▸ **WORK REQUIRED**: Reproduce, character for character, the entries from their opening line through the line with "Default time between".

▸ **Stored entries**:
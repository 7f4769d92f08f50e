#![forbid(unsafe_code)]

//! Tunables for sheet animation and stacking visuals.
//!
//! Every default matches the stock sheet look: a 100 ms stagger before the
//! slide-in, 500 ms before a closed sheet is removed, a 0.12 scrim, lower
//! sheets dimmed to 90% brightness and shifted 16 px per level.
//!
//! With the `config` feature the whole [`StackConfig`] loads from TOML or
//! JSON:
//!
//! ```toml
//! [sheet]
//! enter_delay_ms = 100
//! close_delay_ms = 500
//! scrim_opacity = 0.12
//! max_width = 720
//!
//! [stacking]
//! dim_brightness = 0.9
//! peek_offset = 16
//! ```

#[cfg(feature = "config")]
use std::path::Path;

#[cfg(feature = "config")]
use serde::{Deserialize, Serialize};

use std::time::Duration;

/// Default stagger between placing a sheet off-screen and sliding it in.
pub const DEFAULT_ENTER_DELAY: Duration = Duration::from_millis(100);

/// Default time between starting a close and removing the sheet.
pub const DEFAULT_CLOSE_DELAY: Duration = Duration::from_millis(500);

/// Default scrim opacity while a sheet is shown.
pub const DEFAULT_SCRIM_OPACITY: f32 = 0.12;

/// Default brightness of sheets below the active one.
pub const DEFAULT_DIM_BRIGHTNESS: f32 = 0.9;

/// Default horizontal shift, per level, of sheets below the active one.
pub const DEFAULT_PEEK_OFFSET: u32 = 16;

// ---------------------------------------------------------------------------
// SheetConfig
// ---------------------------------------------------------------------------

/// Per-sheet animation configuration.
#[derive(Debug, Clone, PartialEq)]
#[cfg_attr(feature = "config", derive(Serialize, Deserialize))]
#[cfg_attr(feature = "config", serde(default))]
pub struct SheetConfig {
    /// Delay before the panel slides from off-screen to rest.
    #[cfg_attr(feature = "config", serde(rename = "enter_delay_ms", with = "millis"))]
    pub enter_delay: Duration,
    /// Delay between starting a close and removing the sheet.
    #[cfg_attr(feature = "config", serde(rename = "close_delay_ms", with = "millis"))]
    pub close_delay: Duration,
    /// Scrim opacity while shown.
    pub scrim_opacity: f32,
    /// Optional maximum panel width; bypasses the breakpoint table.
    pub max_width: Option<u32>,
}

impl Default for SheetConfig {
    fn default() -> Self {
        Self {
            enter_delay: DEFAULT_ENTER_DELAY,
            close_delay: DEFAULT_CLOSE_DELAY,
            scrim_opacity: DEFAULT_SCRIM_OPACITY,
            max_width: None,
        }
    }
}

impl SheetConfig {
    /// Create a default configuration.
    pub fn new() -> Self {
        Self::default()
    }

    /// Configuration with no delays (sheets slide in on the next tick and
    /// are removed as soon as time is advanced after a close).
    pub fn instant() -> Self {
        Self {
            enter_delay: Duration::ZERO,
            close_delay: Duration::ZERO,
            ..Self::default()
        }
    }

    /// Set the slide-in stagger.
    pub fn enter_delay(mut self, delay: Duration) -> Self {
        self.enter_delay = delay;
        self
    }

    /// Set the close-to-removal delay.
    pub fn close_delay(mut self, delay: Duration) -> Self {
        self.close_delay = delay;
        self
    }

    /// Set the scrim opacity.
    pub fn scrim_opacity(mut self, opacity: f32) -> Self {
        self.scrim_opacity = opacity.clamp(0.0, 1.0);
        self
    }

    /// Set a maximum panel width.
    pub fn max_width(mut self, width: u32) -> Self {
        self.max_width = Some(width);
        self
    }
}

// ---------------------------------------------------------------------------
// StackingConfig
// ---------------------------------------------------------------------------

/// Visual treatment of sheets below the active one.
#[derive(Debug, Clone, PartialEq)]
#[cfg_attr(feature = "config", derive(Serialize, Deserialize))]
#[cfg_attr(feature = "config", serde(default))]
pub struct StackingConfig {
    /// `filter: brightness(..)` applied to lower sheets.
    pub dim_brightness: f32,
    /// Leftward shift per level below the active sheet, in pixels.
    pub peek_offset: u32,
}

impl Default for StackingConfig {
    fn default() -> Self {
        Self {
            dim_brightness: DEFAULT_DIM_BRIGHTNESS,
            peek_offset: DEFAULT_PEEK_OFFSET,
        }
    }
}

impl StackingConfig {
    /// Set the dim brightness.
    pub fn dim_brightness(mut self, brightness: f32) -> Self {
        self.dim_brightness = brightness;
        self
    }

    /// Set the per-level peek offset.
    pub fn peek_offset(mut self, offset: u32) -> Self {
        self.peek_offset = offset;
        self
    }
}

// ---------------------------------------------------------------------------
// StackConfig
// ---------------------------------------------------------------------------

/// Full configuration of a sheet stack.
#[derive(Debug, Clone, PartialEq, Default)]
#[cfg_attr(feature = "config", derive(Serialize, Deserialize))]
#[cfg_attr(feature = "config", serde(default))]
pub struct StackConfig {
    /// Applied to every sheet the stack opens.
    pub sheet: SheetConfig,
    /// Applied across the stack.
    pub stacking: StackingConfig,
}

impl StackConfig {
    /// Create a default configuration.
    pub fn new() -> Self {
        Self::default()
    }

    /// Replace the sheet configuration.
    pub fn with_sheet(mut self, sheet: SheetConfig) -> Self {
        self.sheet = sheet;
        self
    }

    /// Replace the stacking configuration.
    pub fn with_stacking(mut self, stacking: StackingConfig) -> Self {
        self.stacking = stacking;
        self
    }

    /// Load from a TOML string.
    #[cfg(feature = "config")]
    pub fn from_toml_str(s: &str) -> Result<Self, ConfigError> {
        let config: Self = toml::from_str(s)?;
        config.validated()
    }

    /// Load from a TOML file on disk.
    #[cfg(feature = "config")]
    pub fn from_toml_file(path: impl AsRef<Path>) -> Result<Self, ConfigError> {
        let content = std::fs::read_to_string(path.as_ref())?;
        Self::from_toml_str(&content)
    }

    /// Load from a JSON string.
    #[cfg(feature = "config")]
    pub fn from_json_str(s: &str) -> Result<Self, ConfigError> {
        let config: Self = serde_json::from_str(s)?;
        config.validated()
    }

    /// Load from a JSON file on disk.
    #[cfg(feature = "config")]
    pub fn from_json_file(path: impl AsRef<Path>) -> Result<Self, ConfigError> {
        let content = std::fs::read_to_string(path.as_ref())?;
        Self::from_json_str(&content)
    }

    /// Check every parameter is in range.
    ///
    /// An empty list means the config is valid.
    #[must_use]
    pub fn validate(&self) -> Vec<String> {
        let mut errors = Vec::new();

        let scrim = self.sheet.scrim_opacity;
        if !(0.0..=1.0).contains(&scrim) {
            errors.push(format!("sheet.scrim_opacity must be in [0, 1], got {scrim}"));
        }
        if scrim == 0.0 {
            errors.push("sheet.scrim_opacity must be > 0 for the scrim to show".into());
        }

        // Lower sheets must stay visibly dimmed and shifted.
        let brightness = self.stacking.dim_brightness;
        if !(brightness > 0.0 && brightness < 1.0) {
            errors.push(format!(
                "stacking.dim_brightness must be in (0, 1), got {brightness}"
            ));
        }
        if self.stacking.peek_offset == 0 {
            errors.push("stacking.peek_offset must be > 0".into());
        }

        if self.sheet.max_width == Some(0) {
            errors.push("sheet.max_width must be > 0 when set".into());
        }

        errors
    }

    #[cfg(feature = "config")]
    fn validated(self) -> Result<Self, ConfigError> {
        let errors = self.validate();
        if errors.is_empty() {
            Ok(self)
        } else {
            Err(ConfigError::Validation(errors))
        }
    }
}

/// Errors loading a [`StackConfig`].
#[cfg(feature = "config")]
#[derive(Debug, thiserror::Error)]
pub enum ConfigError {
    /// I/O error reading a file.
    #[error("I/O error: {0}")]
    Io(#[from] std::io::Error),
    /// TOML parse error.
    #[error("TOML error: {0}")]
    Toml(#[from] toml::de::Error),
    /// JSON parse error.
    #[error("JSON error: {0}")]
    Json(#[from] serde_json::Error),
    /// Parsed but out of range.
    #[error("invalid stack config: {}", .0.join("; "))]
    Validation(Vec<String>),
}

#[cfg(feature = "config")]
mod millis {
    use serde::{Deserialize, Deserializer, Serializer};
    use std::time::Duration;

    pub fn serialize<S: Serializer>(d: &Duration, s: S) -> Result<S::Ok, S::Error> {
        let ms = u64::try_from(d.as_millis()).unwrap_or(u64::MAX);
        s.serialize_u64(ms)
    }

    pub fn deserialize<'de, D: Deserializer<'de>>(d: D) -> Result<Duration, D::Error> {
        u64::deserialize(d).map(Duration::from_millis)
    }
}
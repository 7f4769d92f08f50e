#![cfg(target_arch = "wasm32")]

//! DOM surface behavior in a real browser.
//!
//! Run:
//!   wasm-pack test --headless --firefox crates/sheetui-web

use sheetui_core::{SheetId, SheetRole, SheetSurface, StyleChange};
use sheetui_web::DomSurface;
use wasm_bindgen::JsCast;
use wasm_bindgen_test::*;
use web_sys::HtmlElement;

wasm_bindgen_test_configure!(run_in_browser);

fn surface() -> DomSurface {
    let document = web_sys::window().unwrap().document().unwrap();
    let container = document.create_element("div").unwrap();
    document.body().unwrap().append_child(&container).unwrap();
    DomSurface::new(container).unwrap()
}

fn panel(s: &DomSurface, id: SheetId) -> HtmlElement {
    s.root(id)
        .unwrap()
        .query_selector("[data-sheet-target=\"sheet\"]")
        .unwrap()
        .unwrap()
        .dyn_into()
        .unwrap()
}

#[wasm_bindgen_test]
fn mount_apply_unmount() {
    let mut s = surface();
    let id = SheetId::new(1);
    s.mount(id, "<p>Hi</p>");
    assert_eq!(s.container().child_element_count(), 1);

    s.apply(id, SheetRole::Panel, StyleChange::Translate { x: 120, y: 0 })
        .unwrap();
    s.apply(id, SheetRole::Panel, StyleChange::PointerEvents(false))
        .unwrap();
    let style = panel(&s, id).style();
    assert_eq!(
        style.get_property_value("transform").unwrap(),
        "translate(120px, 0px)"
    );
    assert_eq!(style.get_property_value("pointer-events").unwrap(), "none");

    s.unmount(id);
    assert_eq!(s.container().child_element_count(), 0);
    s.notify_closed(id);
}

#[wasm_bindgen_test]
fn missing_target_is_a_fault() {
    let mut s = surface();
    let id = SheetId::new(2);
    s.mount(id, "");
    s.root(id)
        .unwrap()
        .query_selector("[data-sheet-target=\"overlay\"]")
        .unwrap()
        .unwrap()
        .remove();
    let fault = s
        .apply(id, SheetRole::Overlay, StyleChange::Opacity(0.12))
        .unwrap_err();
    assert_eq!(fault.role, SheetRole::Overlay);
    assert!(s.apply(SheetId::new(9), SheetRole::Panel, StyleChange::MaxWidth(1)).is_err());
}

#[wasm_bindgen_test]
fn freed_list_leaves_no_dangling_click_listener() {
    use std::cell::Cell;
    use std::rc::Rc;
    use sheetui_web::SheetList;
    use wasm_bindgen::prelude::Closure;

    let window = web_sys::window().unwrap();
    let document = window.document().unwrap();
    let container = document.create_element("div").unwrap();
    document.body().unwrap().append_child(&container).unwrap();

    let list = SheetList::new(container.clone()).unwrap();
    list.add_sheet("<p>x</p>").unwrap();
    drop(list);

    let errors = Rc::new(Cell::new(0u32));
    let seen = errors.clone();
    let on_error = Closure::<dyn FnMut(web_sys::Event)>::new(move |_| seen.set(seen.get() + 1));
    window
        .add_event_listener_with_callback("error", on_error.as_ref().unchecked_ref())
        .unwrap();

    let overlay: HtmlElement = container
        .query_selector("[data-sheet-target=\"overlay\"]")
        .unwrap()
        .unwrap()
        .dyn_into()
        .unwrap();
    overlay.click();

    window
        .remove_event_listener_with_callback("error", on_error.as_ref().unchecked_ref())
        .unwrap();
    assert_eq!(errors.get(), 0);
    assert_eq!(container.child_element_count(), 1, "nothing closed the sheet");
}
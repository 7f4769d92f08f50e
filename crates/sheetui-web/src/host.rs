#![forbid(unsafe_code)]

//! Clock-synced driver around a [`SheetStack`].
//!
//! The browser binding owns one `SheetHost` over the DOM surface and a wall
//! clock. Every entry point first brings the stack's timers up to the
//! clock, so a host that only calls in on user input (or on a coarse
//! timeout) still sees slide-ins and removals land in order. Native tests
//! use the same type over `HeadlessSurface` and a `DeterministicClock`.

use std::time::Duration;

use sheetui_core::{MonotonicClock, SheetId, SheetSurface};
use sheetui_stack::{SheetStack, StackConfig, StackEvent};

use crate::markup::{is_close_action, parse_sheet_id};

/// A sheet stack paired with the clock that drives it.
#[derive(Debug)]
pub struct SheetHost<S: SheetSurface, C: MonotonicClock> {
    stack: SheetStack<S>,
    clock: C,
    epoch: Duration,
}

impl<S: SheetSurface, C: MonotonicClock> SheetHost<S, C> {
    /// Create a host; stack time zero is the clock's current reading.
    pub fn new(surface: S, config: StackConfig, clock: C) -> Self {
        let epoch = clock.now_mono();
        Self {
            stack: SheetStack::new(surface, config),
            clock,
            epoch,
        }
    }

    /// Fire every timer due by the clock and return the queued events.
    ///
    /// This is the only place events leave the host. Entry points advance
    /// time but leave events queued for the next `sync`.
    #[must_use = "dropping the events loses `closed` notifications"]
    pub fn sync(&mut self) -> Vec<StackEvent> {
        self.catch_up();
        self.stack.drain_events().collect()
    }

    fn catch_up(&mut self) {
        let now = self.clock.now_mono().saturating_sub(self.epoch);
        self.stack.advance_to(now);
    }

    /// Open a sheet showing `html`.
    pub fn add_sheet(&mut self, html: &str) -> SheetId {
        self.catch_up();
        self.stack.open_from_content(html)
    }

    /// Close sheet `id`. Returns `false` for unknown or already closing ids.
    pub fn close(&mut self, id: SheetId) -> bool {
        self.catch_up();
        self.stack.close(id)
    }

    /// Close the topmost sheet that is not already closing.
    pub fn close_top(&mut self) -> Option<SheetId> {
        self.catch_up();
        self.stack.close_top()
    }

    /// Route a declarative `data-action` from inside a sheet root.
    ///
    /// `sheet_attr` is the root's `data-sheet-id`. Returns `true` when a
    /// close started.
    pub fn dispatch_action(&mut self, action: &str, sheet_attr: &str) -> bool {
        if !is_close_action(action) {
            return false;
        }
        let Some(id) = parse_sheet_id(sheet_attr) else {
            tracing::warn!(message = "host.bad_sheet_id", value = sheet_attr);
            return false;
        };
        self.close(id)
    }

    /// Recompute every sheet's geometry from the current viewport.
    pub fn update_widths(&mut self) {
        self.catch_up();
        self.stack.update_widths();
    }

    /// Time until the next animation step, measured on the host clock.
    #[must_use]
    pub fn next_wake(&self) -> Option<Duration> {
        let now = self.clock.now_mono().saturating_sub(self.epoch);
        self.stack
            .next_deadline()
            .map(|deadline| deadline.saturating_sub(now))
    }

    /// Drop every sheet without notifications.
    pub fn disconnect(&mut self) -> usize {
        self.stack.disconnect()
    }

    /// The driven stack.
    #[must_use]
    pub fn stack(&self) -> &SheetStack<S> {
        &self.stack
    }

    /// Mutable access to the driven stack.
    pub fn stack_mut(&mut self) -> &mut SheetStack<S> {
        &mut self.stack
    }

    /// Mutable access to the clock, for hosts that set time explicitly.
    pub fn clock_mut(&mut self) -> &mut C {
        &mut self.clock
    }
}
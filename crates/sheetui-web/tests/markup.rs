//! Markup produced for mounted sheets.

use pretty_assertions::assert_eq;
use sheetui_core::{SheetId, SheetRole};
use sheetui_web::markup::{
    CLOSE_ACTION, container_selector, inner_markup, role_class, role_selector, sheet_markup,
};

#[test]
fn sheet_markup_has_container_and_three_roles() {
    let html = sheet_markup(SheetId::new(3), "<p>Hi</p>");
    assert_eq!(
        html,
        "<div class=\"sheet-container\" data-controller=\"sheet\" data-sheet-id=\"3\">\
         <div class=\"sheet-overlay\" data-sheet-target=\"overlay\" data-action=\"click->sheet#close\"></div>\
         <div class=\"sheet\" data-sheet-target=\"sheet\">\
         <div class=\"sheet-content\" data-sheet-target=\"content\"><p>Hi</p></div>\
         </div></div>"
    );
}

#[test]
fn content_is_inserted_verbatim() {
    let body = "<script>trusted()</script><form action=\"/x\"></form>";
    let inner = inner_markup(body);
    assert!(inner.contains(body));
    assert_eq!(inner.matches(CLOSE_ACTION).count(), 1);
}

#[test]
fn every_role_is_addressable() {
    let inner = inner_markup("");
    for role in SheetRole::ALL {
        let selector = role_selector(role);
        let attr = selector.trim_start_matches('[').trim_end_matches(']');
        assert!(inner.contains(attr), "{role} missing: {attr}");
        assert!(inner.contains(&format!("class=\"{}\"", role_class(role))));
    }
    assert_eq!(
        container_selector(SheetId::new(10)),
        ".sheet-container[data-sheet-id=\"10\"]"
    );
}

▸ **EXPECTED ANSWER**:
repository 7f4769d92f08f50e
#![forbid(unsafe_code)]

//! Tunables for sheet animation and stacking visuals.
//!
//! Every default matches the stock sheet look: a 100 ms stagger before the
//! slide-in, 500 ms before a closed sheet is removed, a 0.12 scrim, lower
//! sheets dimmed to 90% brightness and shifted 16 px per level.
//!
//! With the `config` feature the whole [`StackConfig`] loads from TOML or
//! JSON:
//!
//! ```toml
//! [sheet]
//! enter_delay_ms = 100
//! close_delay_ms = 500
//! scrim_opacity = 0.12
//! max_width = 720
//!
//! [stacking]
//! dim_brightness = 0.9
//! peek_offset = 16
//! ```

#[cfg(feature = "config")]
use std::path::Path;

#[cfg(feature = "config")]
use serde::{Deserialize, Serialize};

use std::time::Duration;

/// Default stagger between placing a sheet off-screen and sliding it in.
pub const DEFAULT_ENTER_DELAY: Duration = Duration::from_millis(100);

/// Default time between starting a close and removing the sheet.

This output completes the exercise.